Vogelgrippe
Vogelgrippe - Schutzanzug

Der Schutzanzug - Medizin und Umwelt

Der Schutzanzug ist im Bereich der Gesundheit/ Medizin ein wichtiger Bestandteil. Man benötigt diesen bei einigen Erkrankungen zum Schutz vor Ansteckung bzw. zur Prävention. Hat ein Patient beispielsweise aufgrund einer Vorerkrankung, wie zum Beispiel Leukämie im Endstadium, so wird dieser isoliert und das Patientenzimmer darf nur mit einem so genannten Schutzanzug betreten werden. Dies geschieht, um den Patienten vor weiteren Erkrankungen (aufgrund eines geschwächten Immunsystems) durch Bakterien, Viren usw. zu schützen.

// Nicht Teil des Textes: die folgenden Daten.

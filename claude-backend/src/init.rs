//! Initialization and capability probing of the Claude CLI.

use crate::discovery::discover_claude;
use crate::error::ClaudeError;
use crate::types::{Capabilities, Feature, InitReport};
use std::path::PathBuf;
use tokio::process::Command;

/// Discovers the Claude CLI, checks its health, and probes capabilities.
///
/// # Errors
///
/// Returns `ClaudeError` if the executable cannot be found, the version
/// command fails, or an I/O error occurs during probing.
pub async fn init(explicit_path: Option<PathBuf>) -> Result<InitReport, ClaudeError> {
    let path = discover_claude(explicit_path)?;

    let version_output = Command::new(&path).arg("--version").output().await?;
    let version = String::from_utf8_lossy(&version_output.stdout)
        .trim()
        .to_string();

    // Run a lightweight health check to verify the CLI is functional.
    let health_check = Command::new(&path)
        .stdin(std::process::Stdio::piped())
        .stdout(std::process::Stdio::piped())
        .stderr(std::process::Stdio::piped())
        .spawn();

    let (doctor_ok, doctor_stdout, doctor_stderr) = if let Ok(mut child) = health_check {
        if let Some(mut stdin) = child.stdin.take() {
            use tokio::io::AsyncWriteExt;
            let _ = stdin.write_all(b"respond with: ok\n").await;
            drop(stdin);
        }

        let wait_result = tokio::time::timeout(
            std::time::Duration::from_secs(5),
            child.wait_with_output(),
        )
        .await;

        match wait_result {
            Ok(Ok(output)) => {
                let stdout = String::from_utf8_lossy(&output.stdout).to_string();
                let stderr = String::from_utf8_lossy(&output.stderr).to_string();
                let success =
                    output.status.success() || (!stdout.is_empty() && !stderr.contains("error"));
                (success, stdout, stderr)
            }
            Ok(Err(e)) => (
                false,
                String::new(),
                format!("Health check IO error: {e}"),
            ),
            Err(_) => (
                false,
                String::new(),
                "Health check timed out".to_string(),
            ),
        }
    } else {
        (
            false,
            String::new(),
            "Failed to spawn health check command".to_string(),
        )
    };

    let help_output = Command::new(&path).arg("--help").output().await?;
    let help_text = String::from_utf8_lossy(&help_output.stdout);

    let feature_checks: &[(Feature, &str)] = &[
        (Feature::StreamJson, "stream-json"),
        (Feature::JsonSchema, "--json-schema"),
        (Feature::SystemPrompt, "--system-prompt"),
        (Feature::AppendSystemPrompt, "--append-system-prompt"),
        (Feature::Mcp, "--mcp-config"),
        (Feature::StrictMcp, "--strict-mcp-config"),
        (Feature::ToolsFlag, "--tools"),
    ];

    let features = feature_checks
        .iter()
        .filter(|(_, pattern)| help_text.contains(pattern))
        .map(|(feature, _)| *feature)
        .collect();

    let capabilities = Capabilities { features };

    Ok(InitReport {
        claude_path: path,
        version,
        doctor_ok,
        doctor_stdout,
        doctor_stderr,
        capabilities,
    })
}
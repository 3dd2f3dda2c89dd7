//! Error types for the Claude-family adapter.

use thiserror::Error;

/// Errors raised before or while building a single invocation. Failures
/// during the child's lifecycle itself are reported as stream events by
/// `harness-core`, not through this type.
#[derive(Debug, Error)]
pub enum ClaudeError {
    /// The Claude CLI executable was not found at the expected location.
    #[error("claude executable not found: {0}")]
    ExecutableNotFound(String),

    /// Running `claude --version` failed.
    #[error("failed to check version: {0}")]
    VersionCheckFailed(String),

    /// The health-check probe reported a failure.
    #[error("claude health check failed: {stdout}")]
    DoctorFailed {
        /// Captured stdout from the health check.
        stdout: String,
        /// Captured stderr from the health check.
        stderr: String,
    },

    /// The MCP configuration could not be serialized.
    #[error("failed to serialize MCP config: {0}")]
    JsonParseError(String),

    /// The supplied query or adapter configuration is invalid.
    #[error("invalid configuration: {0}")]
    InvalidConfig(String),

    /// An I/O failure during discovery or capability probing.
    #[error("io error: {0}")]
    Io(#[from] std::io::Error),
}

impl From<ClaudeError> for harness_core::HarnessError {
    fn from(e: ClaudeError) -> Self {
        match e {
            ClaudeError::ExecutableNotFound(reason) => harness_core::HarnessError::NotInstalled {
                backend: "claude".to_string(),
                reason,
            },
            other => harness_core::HarnessError::InvalidQuery(other.to_string()),
        }
    }
}
//! End-to-end resume-path test against a stub child script standing in
//! for the Codex CLI (spec scenario E2).

use std::collections::HashMap;
use std::path::PathBuf;
use std::sync::Arc;

use codex_backend::{CodexBackend, BACKEND_ID};
use futures::StreamExt;
use harness_core::{Event, PermissionMode, Prompt, Query, Registry, ThinkingLevel};
use tokio_util::sync::CancellationToken;

const STUB_SCRIPT: &str = r#"printf '%s\n' \
  '{"type":"thread.started","thread_id":"t1"}' \
  '{"type":"turn.completed","usage":{"input_tokens":10,"output_tokens":5,"cached_input_tokens":2}}'
"#;

fn query() -> Query {
    Query {
        prompt: Prompt::Text("go".to_string()),
        system_prompt: None,
        append_system_prompt: None,
        cwd: std::env::temp_dir(),
        additional_directories: vec![],
        env: HashMap::new(),
        model: Some("o3".to_string()),
        thinking: Some(ThinkingLevel::High),
        resume_session_id: Some("t1".to_string()),
        fork_session: false,
        mode: PermissionMode::ReadOnly,
        allowed_tools: vec![],
        disallowed_tools: vec![],
        mcp_servers: HashMap::new(),
        client_tools: vec![],
        signal: CancellationToken::new(),
    }
}

#[tokio::test]
async fn e2_resume_argv_suppresses_exec_flags() {
    let backend = CodexBackend::new(PathBuf::from("/usr/bin/true"));
    let invocation = harness_core::Backend::build_invocation(&backend, &query())
        .expect("building the invocation succeeds");
    let args: Vec<String> = invocation
        .process
        .args
        .iter()
        .map(|a| a.to_string_lossy().to_string())
        .collect();
    let exec_idx = args.iter().position(|a| a == "exec").expect("exec present");
    assert_eq!(&args[exec_idx..], ["exec", "resume", "--json", "t1", "go"]);
}

#[tokio::test]
async fn e2_resume_stub_transcript_yields_session_started_and_complete() {
    let mut registry = Registry::new();
    registry
        .register(Arc::new(CodexBackend::new(PathBuf::from("/bin/sh"))))
        .expect("first registration succeeds");
    let query = query();

    let (parser, hook) = registry
        .get(BACKEND_ID)
        .expect("backend registered")
        .event_handlers(&query);
    let stub_process = harness_core::ProcessSpec {
        program: PathBuf::from("/bin/sh"),
        args: vec!["-c".into(), STUB_SCRIPT.into()],
        cwd: Some(query.cwd.clone()),
        env: HashMap::new(),
    };
    let events: Vec<Event> = Box::pin(harness_core::streamer::stream(
        stub_process,
        query.signal.clone(),
        parser,
        hook,
    ))
    .collect()
    .await;

    assert!(matches!(&events[0], Event::SessionStarted { session_id } if session_id == "t1"));
    let message_count = events
        .iter()
        .filter(|e| matches!(e, Event::Message { .. }))
        .count();
    assert_eq!(message_count, 2);
    match events.last() {
        Some(Event::Complete { usage: Some(usage) }) => {
            assert_eq!(usage.input_tokens, 10);
            assert_eq!(usage.output_tokens, 5);
            assert_eq!(usage.cache_read_tokens, Some(2));
        }
        other => panic!("expected terminal complete event with usage, got {other:?}"),
    }
}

Ein Schutzanzug besteht meistens aus einem langärmeligen Kittel, welcher bis knapp über den Boden reicht und am Rücken zu zubinden ist, einem Mundschutz, einer Kopfhaube und natürlich Handschuhen. In Bezug auf die Vogelgrippe müssen ebenso Sicherheitsmaßnahmen durchgeführt werden, welche den Menschen vor einer Ansteckung schützen. Der Schutzanzug wird nicht nur bei der Tötung der infizierten Vögel getragen, sondern auch bei der Durchführung der Desinfektion des betroffenen Gebietes.

 

 

Anzüge sind meist einteilig, weiß und mit Kapuze. Über einen Reißverschluss an der Vorderseite werden sie sicher verschlossen, um den Eintritt von Keimen zu verhindern. Oft tragen die Menschen dazu ein Sauerstoffgerät, um nicht die chemischen Mittel der Desinfektionslösung einzuatmen oder auch nur eine Atemmaske, welche die eingeatmete Luft reinigt. Ebenso gehören Schutzbrille, Gummistiefel und Handschuhe zu der Ausrüstung. Es ist wichtig die hygienischen Maßnahmen zu befolgen und zu beachten, um die Epidemie zu verringern bzw. zu beseitigen.